## TASK:
Only a number is expected here: the count of lines in the data that contain "static".

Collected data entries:
....................
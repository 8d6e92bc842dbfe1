use std::time::Duration;

use wren::prelude::*;

// Define messages
#[derive(Debug, Message)]
#[message(result = "u32")]
struct Ping(u32);

#[derive(Debug, Message)]
#[message(result = "u32")]
struct Rally(u32);

interface! {
    pub PongApi { Ping }
}

interface! {
    pub PingApi { Rally }
}

/// Answers every ping with the next number.
struct PongActor {
    count: u32,
}

impl Actor for PongActor {
    type Interface = PongApi;

    fn make_behavior(&mut self, _ctx: &mut Context<Self>) -> Behavior<Self> {
        Behavior::new().on(|pong: &mut PongActor, _ctx, Ping(n): Ping| {
            pong.count += 1;
            println!("PongActor received Ping({})", n);
            Reply::Value(n + 1)
        })
    }
}

/// Plays `Rally(n)` rounds against the pong actor, then answers the
/// original request with the last number seen.
struct PingActor {
    pong: Handle<PongApi>,
}

impl PingActor {
    fn volley(ctx: &mut Context<Self>, pong: Handle<PongApi>, value: u32, left: u32, done: ResponsePromise<u32>) {
        ctx.request(pong, Ping(value))
            .timeout(Duration::from_secs(1))
            .then(move |_, ctx, result| match result {
                Ok(next) if left > 1 => PingActor::volley(ctx, pong, next, left - 1, done),
                Ok(next) => {
                    let _ = done.deliver(next);
                }
                Err(err) => {
                    let _ = done.fail(err);
                }
            });
    }
}

impl Actor for PingActor {
    type Interface = PingApi;

    fn make_behavior(&mut self, _ctx: &mut Context<Self>) -> Behavior<Self> {
        Behavior::new().on(|ping: &mut PingActor, ctx, Rally(rounds): Rally| {
            let done = ctx.make_response_promise();
            if rounds == 0 {
                let _ = done.deliver(0);
            } else {
                PingActor::volley(ctx, ping.pong, 0, rounds, done.clone());
            }
            Reply::Deferred(done)
        })
    }
}

fn main() -> Result<(), Box<dyn std::error::Error>> {
    wren::logging::init_default();

    let system = ActorSystem::new(SystemConfig::default().with_name("ping-pong").with_pool_size(2))?;

    let pong = system.spawn(PongActor { count: 0 })?;
    let ping = system.spawn(PingActor { pong })?;

    let last = system
        .request(ping, Rally(5), Some(Duration::from_secs(5)))
        .wait()?;
    println!("Rally finished at {}", last);

    system.shutdown(DrainPolicy::Graceful)?;
    Ok(())
}
//! Diagnostics channel.
//!
//! Errors that have no waiting future (a failed one-way send, a response
//! whose requester is gone, a handler panic) are logged and recorded here.
//! The channel is bounded; when it is full the newest record is dropped.

use std::fmt;
use std::sync::atomic::{AtomicU64, Ordering};

use flume::{Receiver, Sender, TrySendError};
use tracing::warn;
use wren_api::errors::ActorError;
use wren_api::ActorId;

/// One recorded error.
#[derive(Debug)]
pub struct Diagnostic {
    /// Actor the error is attributed to, if any.
    pub actor: Option<ActorId>,
    pub error: ActorError,
    /// Where the error surfaced.
    pub context: String,
}

impl Diagnostic {
    pub fn new(actor: Option<ActorId>, error: ActorError, context: impl Into<String>) -> Self {
        Self {
            actor,
            error,
            context: context.into(),
        }
    }
}

impl fmt::Display for Diagnostic {
    fn fmt(&self, f: &mut fmt::Formatter<'_>) -> fmt::Result {
        match self.actor {
            Some(actor) => write!(f, "[{}] {}: {}", actor, self.context, self.error),
            None => write!(f, "{}: {}", self.context, self.error),
        }
    }
}

pub(crate) struct DiagnosticsSink {
    sender: Sender<Diagnostic>,
    receiver: Receiver<Diagnostic>,
    dropped: AtomicU64,
}

impl DiagnosticsSink {
    pub(crate) fn new(capacity: usize) -> Self {
        let (sender, receiver) = flume::bounded(capacity);
        Self {
            sender,
            receiver,
            dropped: AtomicU64::new(0),
        }
    }

    pub(crate) fn record(&self, diagnostic: Diagnostic) {
        warn!(
            actor = ?diagnostic.actor,
            context = %diagnostic.context,
            error = %diagnostic.error,
            "diagnostic recorded"
        );
        match self.sender.try_send(diagnostic) {
            Ok(()) => {}
            Err(TrySendError::Full(_)) | Err(TrySendError::Disconnected(_)) => {
                self.dropped.fetch_add(1, Ordering::Relaxed);
            }
        }
    }

    pub(crate) fn receiver(&self) -> Receiver<Diagnostic> {
        self.receiver.clone()
    }

    pub(crate) fn dropped(&self) -> u64 {
        self.dropped.load(Ordering::Relaxed)
    }
}

impl fmt::Debug for DiagnosticsSink {
    fn fmt(&self, f: &mut fmt::Formatter<'_>) -> fmt::Result {
        f.debug_struct("DiagnosticsSink")
            .field("queued", &self.sender.len())
            .field("dropped", &self.dropped())
            .finish()
    }
}

#[cfg(test)]
mod tests {
    use super::*;

    #[test]
    fn test_records_until_full_then_drops_newest() {
        let sink = DiagnosticsSink::new(2);
        let actor = ActorId::next();
        sink.record(Diagnostic::new(Some(actor), ActorError::handling("first"), "test"));
        sink.record(Diagnostic::new(None, ActorError::handling("second"), "test"));
        sink.record(Diagnostic::new(None, ActorError::handling("third"), "test"));

        assert_eq!(sink.dropped(), 1);
        let receiver = sink.receiver();
        let kept: Vec<String> = receiver.try_iter().map(|d| d.error.to_string()).collect();
        assert_eq!(
            kept,
            vec![
                "Message handling failed: first".to_string(),
                "Message handling failed: second".to_string()
            ]
        );
    }

    #[test]
    fn test_display_includes_actor() {
        let actor = ActorId::next();
        let diagnostic = Diagnostic::new(Some(actor), ActorError::ActorNotFound(actor), "send");
        assert_eq!(
            diagnostic.to_string(),
            format!("[{}] send: Actor not found: {}", actor, actor)
        );
    }
}
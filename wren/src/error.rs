use thiserror::Error;

pub use wren_api::errors::{ActorError, ErrorKind};

/// Errors related to spawning actors.
#[derive(Error, Debug, Clone, PartialEq, Eq)]
pub enum SpawnError {
    /// The initial behavior does not handle every message of the interface.
    #[error("Behavior of {actor} does not cover messages: {}", .missing.join(", "))]
    IncompleteBehavior {
        actor: String,
        missing: Vec<&'static str>,
    },
    /// The constructor passed to `spawn_with` panicked.
    #[error("Constructor of {actor} panicked: {reason}")]
    ConstructorPanicked { actor: String, reason: String },
    #[error("System is shutting down")]
    SystemShutdown,
}

impl From<SpawnError> for ActorError {
    fn from(err: SpawnError) -> Self {
        match err {
            SpawnError::IncompleteBehavior { missing, .. } => ActorError::IncompleteBehavior { missing },
            SpawnError::SystemShutdown => ActorError::SchedulerShuttingDown,
            other => ActorError::Other(anyhow::Error::new(other)),
        }
    }
}

/// Errors related to the Actor System itself.
#[derive(Error, Debug)]
pub enum SystemError {
    #[error("Thread setup error: {0}")]
    ThreadSetupError(String),
    #[error("Actor system is already shutting down")]
    ShuttingDown,
    #[error("Failed during shutdown: {0}")]
    ShutdownError(String),
    #[error("Configuration error: {0}")]
    ConfigError(String),
    #[error("Operation timed out: {0}")]
    Timeout(String),
    #[error("Internal system error: {0}")]
    Other(#[from] anyhow::Error),
}

#[cfg(test)]
mod tests {
    use super::*;

    #[test]
    fn test_spawn_error_display() {
        let err = SpawnError::IncompleteBehavior {
            actor: "adder".into(),
            missing: vec!["Add", "Sub"],
        };
        assert_eq!(err.to_string(), "Behavior of adder does not cover messages: Add, Sub");
        assert_eq!(SpawnError::SystemShutdown.to_string(), "System is shutting down");
    }

    #[test]
    fn test_spawn_error_converts_to_actor_error() {
        let err: ActorError = SpawnError::SystemShutdown.into();
        assert_eq!(err.kind(), ErrorKind::SchedulerShuttingDown);

        let err: ActorError = SpawnError::ConstructorPanicked {
            actor: "worker".into(),
            reason: "boom".into(),
        }
        .into();
        assert_eq!(err.kind(), ErrorKind::Other);
        assert!(err.to_string().contains("boom"));
    }

    #[test]
    fn test_system_error_display() {
        assert_eq!(
            SystemError::Timeout("graceful drain".into()).to_string(),
            "Operation timed out: graceful drain"
        );
        let err: SystemError = anyhow::anyhow!("worker join failed").into();
        assert_eq!(err.to_string(), "Internal system error: worker join failed");
    }
}
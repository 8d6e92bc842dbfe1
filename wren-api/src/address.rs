//! # Actor Addressing
//!
//! Actors are reached only through identifiers. An [`ActorId`] is a plain
//! number handed out once per process; a [`Handle`] is the same number
//! tagged at compile time with the [`Interface`](crate::interface::Interface)
//! the actor implements. Neither owns the actor, so handles can be copied
//! freely and held in cycles without keeping anything alive.

use std::fmt;
use std::hash::{Hash, Hasher};
use std::marker::PhantomData;
use std::sync::atomic::{AtomicU64, Ordering};

use crate::interface::Interface;

static NEXT_ACTOR_ID: AtomicU64 = AtomicU64::new(1);
static NEXT_CORRELATION_ID: AtomicU64 = AtomicU64::new(1);

/// Process-unique identifier of an actor.
///
/// Ids come from one process-wide counter and are never reused while the
/// process runs, even across independent actor systems.
#[derive(Debug, Clone, Copy, PartialEq, Eq, PartialOrd, Ord, Hash)]
pub struct ActorId(u64);

impl ActorId {
    /// Allocates a fresh id.
    pub fn next() -> Self {
        ActorId(NEXT_ACTOR_ID.fetch_add(1, Ordering::Relaxed))
    }

    /// The raw numeric value.
    pub fn as_u64(&self) -> u64 {
        self.0
    }
}

impl fmt::Display for ActorId {
    fn fmt(&self, f: &mut fmt::Formatter<'_>) -> fmt::Result {
        write!(f, "#{}", self.0)
    }
}

/// Token matching a response with the request that caused it.
#[derive(Debug, Clone, Copy, PartialEq, Eq, PartialOrd, Ord, Hash)]
pub struct CorrelationId(u64);

impl CorrelationId {
    pub fn next() -> Self {
        CorrelationId(NEXT_CORRELATION_ID.fetch_add(1, Ordering::Relaxed))
    }
}

impl fmt::Display for CorrelationId {
    fn fmt(&self, f: &mut fmt::Formatter<'_>) -> fmt::Result {
        write!(f, "corr-{}", self.0)
    }
}

/// Anything that names an actor. Used by operations that do not care
/// about the message protocol, such as stop and monitor.
pub trait Addressable {
    fn actor_id(&self) -> ActorId;
}

impl Addressable for ActorId {
    fn actor_id(&self) -> ActorId {
        *self
    }
}

/// Typed, copyable reference to an actor implementing interface `I`.
///
/// The type parameter restricts which messages may be sent: the runtime's
/// `send` and `request` require `I: Accepts<M>`, so an illegal message is
/// a compile error rather than a runtime failure.
///
/// Handles are only minted by the runtime when an actor is spawned.
pub struct Handle<I: Interface> {
    id: ActorId,
    _interface: PhantomData<fn() -> I>,
}

impl<I: Interface> Handle<I> {
    #[doc(hidden)]
    pub fn from_spawned(id: ActorId) -> Self {
        Self {
            id,
            _interface: PhantomData,
        }
    }

    /// The untyped id behind this handle.
    pub fn id(&self) -> ActorId {
        self.id
    }
}

impl<I: Interface> Addressable for Handle<I> {
    fn actor_id(&self) -> ActorId {
        self.id
    }
}

impl<I: Interface> Clone for Handle<I> {
    fn clone(&self) -> Self {
        *self
    }
}

impl<I: Interface> Copy for Handle<I> {}

impl<I: Interface> PartialEq for Handle<I> {
    fn eq(&self, other: &Self) -> bool {
        self.id == other.id
    }
}

impl<I: Interface> Eq for Handle<I> {}

impl<I: Interface> Hash for Handle<I> {
    fn hash<H: Hasher>(&self, state: &mut H) {
        self.id.hash(state);
    }
}

impl<I: Interface> fmt::Debug for Handle<I> {
    fn fmt(&self, f: &mut fmt::Formatter<'_>) -> fmt::Result {
        f.debug_struct("Handle")
            .field("id", &self.id)
            .field("interface", &I::name())
            .finish()
    }
}

#[cfg(test)]
mod tests {
    use super::*;

    #[test]
    fn test_actor_ids_are_unique_and_increasing() {
        let a = ActorId::next();
        let b = ActorId::next();
        assert_ne!(a, b);
        assert!(b > a);
        assert_eq!(format!("{}", a), format!("#{}", a.as_u64()));
    }

    #[test]
    fn test_correlation_ids_are_unique() {
        let a = CorrelationId::next();
        let b = CorrelationId::next();
        assert_ne!(a, b);
    }
}
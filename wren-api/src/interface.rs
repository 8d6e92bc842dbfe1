//! # Typed Actor Interfaces
//!
//! An interface is a zero-sized marker type listing the messages an actor
//! accepts. [`Handle<I>`](crate::address::Handle) carries the marker, and
//! the runtime only lets you send `M` through it when `I: Accepts<M>`.
//! Several actor types can implement the same interface, and their handles
//! are then interchangeable.
//!
//! Interfaces are declared with the [`interface!`](crate::interface!) macro:
//!
//! ```rust
//! use wren_api::{interface, Message};
//!
//! #[derive(Message)]
//! #[message(result = "u32")]
//! struct GetEdges;
//!
//! interface! {
//!     /// Anything with edges.
//!     pub ShapeActor { GetEdges }
//! }
//!
//! use wren_api::interface::Interface;
//! assert_eq!(ShapeActor::shapes().len(), 1);
//! ```

use crate::message::{Message, Shape};

/// Compile-time set of message shapes.
pub trait Interface: 'static {
    /// Interface name, for logs.
    fn name() -> &'static str;

    /// Every shape the interface accepts, in declaration order.
    fn shapes() -> Vec<Shape>;
}

/// Marks `M` as legal to send through a `Handle<Self>`.
pub trait Accepts<M: Message>: Interface {}

/// Declares an interface marker together with its [`Interface`] and
/// [`Accepts`] implementations.
#[macro_export]
macro_rules! interface {
    ($(#[$meta:meta])* $vis:vis $name:ident { $($msg:ty),* $(,)? }) => {
        $(#[$meta])*
        #[derive(Debug, Clone, Copy, PartialEq, Eq, Hash)]
        $vis enum $name {}

        impl $crate::interface::Interface for $name {
            fn name() -> &'static str {
                stringify!($name)
            }

            fn shapes() -> ::std::vec::Vec<$crate::message::Shape> {
                ::std::vec![$($crate::message::Shape::of::<$msg>()),*]
            }
        }

        $(impl $crate::interface::Accepts<$msg> for $name {})*
    };
}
....................
## SOLUTION FOR THIS EXERCISE:
6